A National City police officer is being recognized for his key role in Christopher Dorner investigation.
Dorner, an ex-LAPD officer-turned-fugitive accused of killing four people during a revenge-fueled crime spree earlier this month, spent time in National City before fleeing to Big Bear, where he would eventually die of a self-inflicted gunshot wound inside a fiery cabin.
Now, the careful police work of local Officer Paul Hernandez has come to light as crucial in linking Dorner to the Feb. 3 murder of Irvine couple Monica Quan and Keith Lawrence – Dorner’s first victims.

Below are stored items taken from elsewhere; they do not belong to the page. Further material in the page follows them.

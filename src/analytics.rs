//! Analysis Tools Module
//!
//! The deterministic tools the planner routes investigation steps into.
//! Each returns a descriptive string, success or not: data problems and
//! model failures come back as text the synthesis phase can reason about,
//! never as panics or bubbled errors.

use crate::dashboard::format_grouped;
use crate::error::Result;
use crate::forecaster::monthly_buckets;
use crate::stats;
use crate::tabular;
use itertools::Itertools;
use polars::prelude::*;

const ANOMALY_SEED: u64 = 42;
const CORRELATION_CUTOFF: f64 = 0.75;

/// Isolation-forest scan of one numeric column. Reports the count of
/// flagged rows and the top 3 by value, labeled by the frame's first
/// column.
pub fn detect_anomalies(df: &DataFrame, value_col: &str, contamination: f64) -> String {
    match anomaly_summary(df, value_col, contamination) {
        Ok(text) => text,
        Err(e) => format!("Anomaly detection failed: {}", e),
    }
}

fn anomaly_summary(df: &DataFrame, value_col: &str, contamination: f64) -> Result<String> {
    if df.height() == 0 || df.column(value_col).is_err() {
        return Ok("No data for anomaly detection.".to_string());
    }
    let values = tabular::numeric_values(df.column(value_col)?)?;
    let observed: Vec<(usize, f64)> = values
        .iter()
        .enumerate()
        .filter_map(|(idx, v)| v.map(|v| (idx, v)))
        .filter(|(_, v)| v.is_finite())
        .collect();
    if observed.len() < 10 {
        return Ok("Not enough data points for reliable anomaly detection.".to_string());
    }

    let sample: Vec<f64> = observed.iter().map(|(_, v)| *v).collect();
    let scores = stats::isolation_scores(&sample, ANOMALY_SEED);

    let mut ranked: Vec<usize> = (0..sample.len()).collect();
    ranked.sort_by(|&a, &b| scores[b].partial_cmp(&scores[a]).unwrap_or(std::cmp::Ordering::Equal));
    let quota = ((contamination * sample.len() as f64).ceil() as usize).max(1);
    let flagged: Vec<usize> = ranked
        .into_iter()
        .take(quota)
        .filter(|&pos| scores[pos] > 0.5)
        .collect();
    if flagged.is_empty() {
        return Ok("No significant statistical anomalies detected.".to_string());
    }

    let mut by_value = flagged.clone();
    by_value.sort_by(|&a, &b| sample[b].partial_cmp(&sample[a]).unwrap_or(std::cmp::Ordering::Equal));

    // first column of the result doubles as the row label
    let label_series = df.get_columns().first();
    let lines: Vec<String> = by_value
        .iter()
        .take(3)
        .map(|&pos| {
            let row_idx = observed[pos].0;
            let label = label_series
                .map(|s| tabular::fmt_cell(s, row_idx))
                .unwrap_or_default();
            format!("- {}: {}", label, format_grouped(sample[pos], 2))
        })
        .collect();

    Ok(format!(
        "Found {} anomalies. Top outliers:\n{}",
        flagged.len(),
        lines.join("\n")
    ))
}

/// Seasonal projection of a dated metric, aggregated to monthly sums.
/// Reports direction and percentage change from the last observed month to
/// the end of the horizon.
pub fn generate_forecast(df: &DataFrame, date_col: &str, value_col: &str, periods: usize) -> String {
    match forecast_summary(df, date_col, value_col, periods) {
        Ok(text) => text,
        Err(e) => format!("Forecasting failed: {}", e),
    }
}

fn forecast_summary(
    df: &DataFrame,
    date_col: &str,
    value_col: &str,
    periods: usize,
) -> Result<String> {
    if df.height() == 0 || df.column(date_col).is_err() || df.column(value_col).is_err() {
        return Ok("No data for forecasting.".to_string());
    }
    if periods == 0 {
        return Ok("Forecast horizon must be at least one period.".to_string());
    }
    let dates = tabular::date_values(df.column(date_col)?)?;
    let values = tabular::numeric_values(df.column(value_col)?)?;
    let mut observed: Vec<(chrono::NaiveDate, f64)> = dates
        .into_iter()
        .zip(values)
        .filter_map(|(d, v)| match (d, v) {
            (Some(d), Some(v)) if v.is_finite() => Some((d, v)),
            _ => None,
        })
        .collect();
    if observed.len() < 12 {
        return Ok("Data too short for seasonal forecasting (need 12+ points).".to_string());
    }
    observed.sort_by_key(|(d, _)| *d);

    let monthly = monthly_buckets(&observed);
    let series: Vec<f64> = monthly.iter().map(|(_, v)| *v).collect();
    let model = stats::HoltWinters::fit(&series, 12)?;
    let forecast = model.forecast(periods);

    let start = *series.last().unwrap_or(&0.0);
    let end = *forecast.last().unwrap_or(&0.0);
    if start.abs() < f64::EPSILON {
        return Ok(format!(
            "Forecast ({} months): expected value {} (last observed month was zero, so no growth rate applies).",
            periods,
            format_grouped(end, 0)
        ));
    }
    let pct = (end - start) / start * 100.0;
    let direction = if pct >= 0.0 { "Growth" } else { "Decline" };
    Ok(format!(
        "Forecast ({} months): projected {} of {:.1}%. Expected value: {}.",
        periods,
        direction,
        pct.abs(),
        format_grouped(end, 0)
    ))
}

/// Pairwise Pearson scan across all numeric columns, keeping |r| > 0.75.
pub fn check_correlations(df: &DataFrame) -> String {
    match correlation_summary(df) {
        Ok(text) => text,
        Err(e) => format!("Correlation check failed: {}", e),
    }
}

fn correlation_summary(df: &DataFrame) -> Result<String> {
    let numeric_cols: Vec<String> = df
        .get_columns()
        .iter()
        .filter(|s| s.dtype().is_numeric())
        .map(|s| s.name().to_string())
        .collect();
    if numeric_cols.len() < 2 {
        return Ok("Not enough numeric columns for correlation.".to_string());
    }

    let mut found: Vec<(String, String, f64)> = Vec::new();
    for (a, b) in numeric_cols.iter().tuple_combinations() {
        let xa = tabular::numeric_values(df.column(a)?)?;
        let xb = tabular::numeric_values(df.column(b)?)?;
        let (lhs, rhs): (Vec<f64>, Vec<f64>) = xa
            .into_iter()
            .zip(xb)
            .filter_map(|(va, vb)| match (va, vb) {
                (Some(va), Some(vb)) => Some((va, vb)),
                _ => None,
            })
            .unzip();
        if let Some(r) = stats::pearson(&lhs, &rhs) {
            if r.abs() > CORRELATION_CUTOFF {
                found.push((a.clone(), b.clone(), r));
            }
        }
    }

    if found.is_empty() {
        return Ok("No strong correlations (>0.75) detected.".to_string());
    }
    found.sort_by(|a, b| b.2.abs().partial_cmp(&a.2.abs()).unwrap_or(std::cmp::Ordering::Equal));
    let lines: Vec<String> = found
        .iter()
        .take(5)
        .map(|(a, b, r)| {
            let sign = if *r >= 0.0 { "Positive" } else { "Negative" };
            format!("- Strong {} correlation ({:.2}) between '{}' and '{}'", sign, r, a, b)
        })
        .collect();
    Ok(format!("Key correlations:\n{}", lines.join("\n")))
}

#[cfg(test)]
mod tests {
    use super::*;

    #[test]
    fn anomaly_scan_needs_ten_points() -> std::result::Result<(), Box<dyn std::error::Error>> {
        let df = df![
            "day" => ["d1", "d2", "d3", "d4", "d5", "d6", "d7", "d8", "d9"],
            "sales" => [10.0, 11.0, 9.0, 10.5, 10.2, 9.8, 11.1, 10.0, 9.9],
        ]?;
        assert_eq!(
            detect_anomalies(&df, "sales", 0.05),
            "Not enough data points for reliable anomaly detection."
        );
        Ok(())
    }

    #[test]
    fn anomaly_scan_surfaces_injected_outlier() -> std::result::Result<(), Box<dyn std::error::Error>> {
        let mut labels: Vec<String> = (1..=20).map(|i| format!("store_{}", i)).collect();
        let mut sales: Vec<f64> = (1..=20).map(|i| 95.0 + (i % 7) as f64).collect();
        labels.push("spike".to_string());
        sales.push(1000.0);
        let df = df!["store" => labels, "sales" => sales]?;

        let report = detect_anomalies(&df, "sales", 0.05);
        assert!(report.starts_with("Found"), "got: {}", report);
        assert!(report.contains("Top outliers:"));
        assert!(report.contains("spike"), "got: {}", report);
        Ok(())
    }

    #[test]
    fn anomaly_scan_handles_missing_column() -> std::result::Result<(), Box<dyn std::error::Error>> {
        let df = df!["a" => [1.0, 2.0]]?;
        assert_eq!(detect_anomalies(&df, "b", 0.05), "No data for anomaly detection.");
        Ok(())
    }

    #[test]
    fn short_series_gets_descriptive_forecast_message() -> std::result::Result<(), Box<dyn std::error::Error>> {
        let df = df![
            "date" => ["2024-01-01", "2024-02-01", "2024-03-01"],
            "sales" => [10.0, 12.0, 14.0],
        ]?;
        assert_eq!(
            generate_forecast(&df, "date", "sales", 6),
            "Data too short for seasonal forecasting (need 12+ points)."
        );
        Ok(())
    }

    #[test]
    fn forecast_reports_growth_on_rising_series() -> std::result::Result<(), Box<dyn std::error::Error>> {
        let mut dates = Vec::new();
        let mut sales = Vec::new();
        for t in 0..36usize {
            let year = 2021 + (t / 12) as i32;
            let month = (t % 12) + 1;
            dates.push(format!("{:04}-{:02}-15", year, month));
            sales.push(100.0 + 10.0 * t as f64 + 3.0 * ((t % 12) as f64 - 5.5));
        }
        let df = df!["date" => dates, "sales" => sales]?;

        let report = generate_forecast(&df, "date", "sales", 6);
        assert!(report.starts_with("Forecast (6 months)"), "got: {}", report);
        assert!(report.contains("Growth"), "got: {}", report);
        Ok(())
    }

    #[test]
    fn forecast_with_too_few_months_degrades_to_text() -> std::result::Result<(), Box<dyn std::error::Error>> {
        // 15 rows but only 15 calendar months: enough observations, too few
        // for a 12-period seasonal fit
        let mut dates = Vec::new();
        for t in 0..15usize {
            let year = 2023 + (t / 12) as i32;
            let month = (t % 12) + 1;
            dates.push(format!("{:04}-{:02}-01", year, month));
        }
        let sales: Vec<f64> = (0..15).map(|t| 50.0 + t as f64).collect();
        let df = df!["date" => dates, "sales" => sales]?;

        let report = generate_forecast(&df, "date", "sales", 6);
        assert!(report.starts_with("Forecasting failed:"), "got: {}", report);
        Ok(())
    }

    #[test]
    fn correlations_find_the_linear_pair() -> std::result::Result<(), Box<dyn std::error::Error>> {
        let x: Vec<f64> = (0..20).map(|v| v as f64).collect();
        let y: Vec<f64> = x.iter().map(|v| 2.0 * v + 3.0).collect();
        let noise: Vec<f64> = (0..20).map(|v| if v % 2 == 0 { v as f64 } else { -(v as f64) }).collect();
        let df = df!["x" => x, "y" => y, "noise" => noise]?;

        let report = check_correlations(&df);
        assert!(report.starts_with("Key correlations:"), "got: {}", report);
        assert!(report.contains("'x' and 'y'"), "got: {}", report);
        assert!(report.contains("Positive"), "got: {}", report);
        Ok(())
    }

    #[test]
    fn uncorrelated_columns_report_nothing() -> std::result::Result<(), Box<dyn std::error::Error>> {
        let x: Vec<f64> = (0..20).map(|v| v as f64).collect();
        let w: Vec<f64> = (0..20)
            .map(|v| if v % 2 == 0 { v as f64 } else { -(v as f64) })
            .collect();
        let df = df!["x" => x, "w" => w]?;
        assert_eq!(check_correlations(&df), "No strong correlations (>0.75) detected.");
        Ok(())
    }

    #[test]
    fn single_numeric_column_is_not_enough() -> std::result::Result<(), Box<dyn std::error::Error>> {
        let df = df!["x" => [1.0, 2.0, 3.0], "label" => ["a", "b", "c"]]?;
        assert_eq!(check_correlations(&df), "Not enough numeric columns for correlation.");
        Ok(())
    }
}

After the murder of the couple, officials say Dorner headed to San Diego, passing through National City, where a surveillance camera filmed him throwing a few personal things away in a dumpster behind a store on Feb. 6.
Those discarded items included body armor, bullets, a military belt strap and an LAPD uniform.
That’s where Officer Hernandez’s role in the investigation came into play. With some quick thinking, he was able to put a few of puzzle pieces together.
Hernandez told NBC 7 he was just doing his job when he found the LAPD equipment tossed by Dorner inside that National City dumpster.
The dumpster happened to be near police headquarters.
Hernandez said he had no idea his discovery would start a massive manhunt for an armed and dangerous suspect.
At first, Hernandez thought the LAPD uniform and other equipment had been stolen from someone in the LAPD.
Until, that is, he took a closer look at the evidence.
“They wear similar uniforms to ours, however, they actually say ‘LA Police’ on the buttons. And then [the uniform] had a similar nametag to mine, but it had Dorner's last name on it,” recalled Hernandez.
Dorner’s name – which, at that point, was still unknown to law enforcement and the public, as the manhunt had not yet begun -- was also found on an officer's notebook, as well as Dorner’s serial number.
The name and serial number of Sgt. Teresa Evans was also on the notebook.
Hernandez immediately called Sgt. Evans by phone to ask a few questions.
Evans told Hernandez how she knew Christopher Dorner. In fact, Evans was one of the LAPD officers named in Dorner’s online manifesto, which would be highly-publicized a short time later.
“She had been working under him as a training officer and said that he had gotten terminated several years ago,” said Hernandez.
After their conversation, Evans pointed Irvine police in Dorner’s direction as a possible suspect in the murders of Quan and Lawrence, who had been gunned down in the parking structure of their apartment complex.
From there, police found Dorner’s now-infamous online manifesto, which vowed revenge against LAPD officer and their families.
Many of those LAPD families went into hiding and were under 24/7 police protection while Dorner remained at large.
The international manhunt for Dorner followed, until the fugitive’s death in the Big Bear area on Feb. 12.
But, it was the critical bit of work from Officer Hernandez that helped get the ball rolling -- and may have even saved the lives of more innocent victims.
“I was happy to see that [through] the stuff we had located here in our city, that they were able to link things up and give it to other officers in the field, and hopefully prevent any other incidents from happening,” said Hernandez.
Still, some parts of the Dorner investigation remain a mystery.
National City police still can’t explain why Dorner circled their police department building three times before tossing his items in the dumpster right across the street. They also wonder why Dorner chose to deposit that evidence so close to the police station.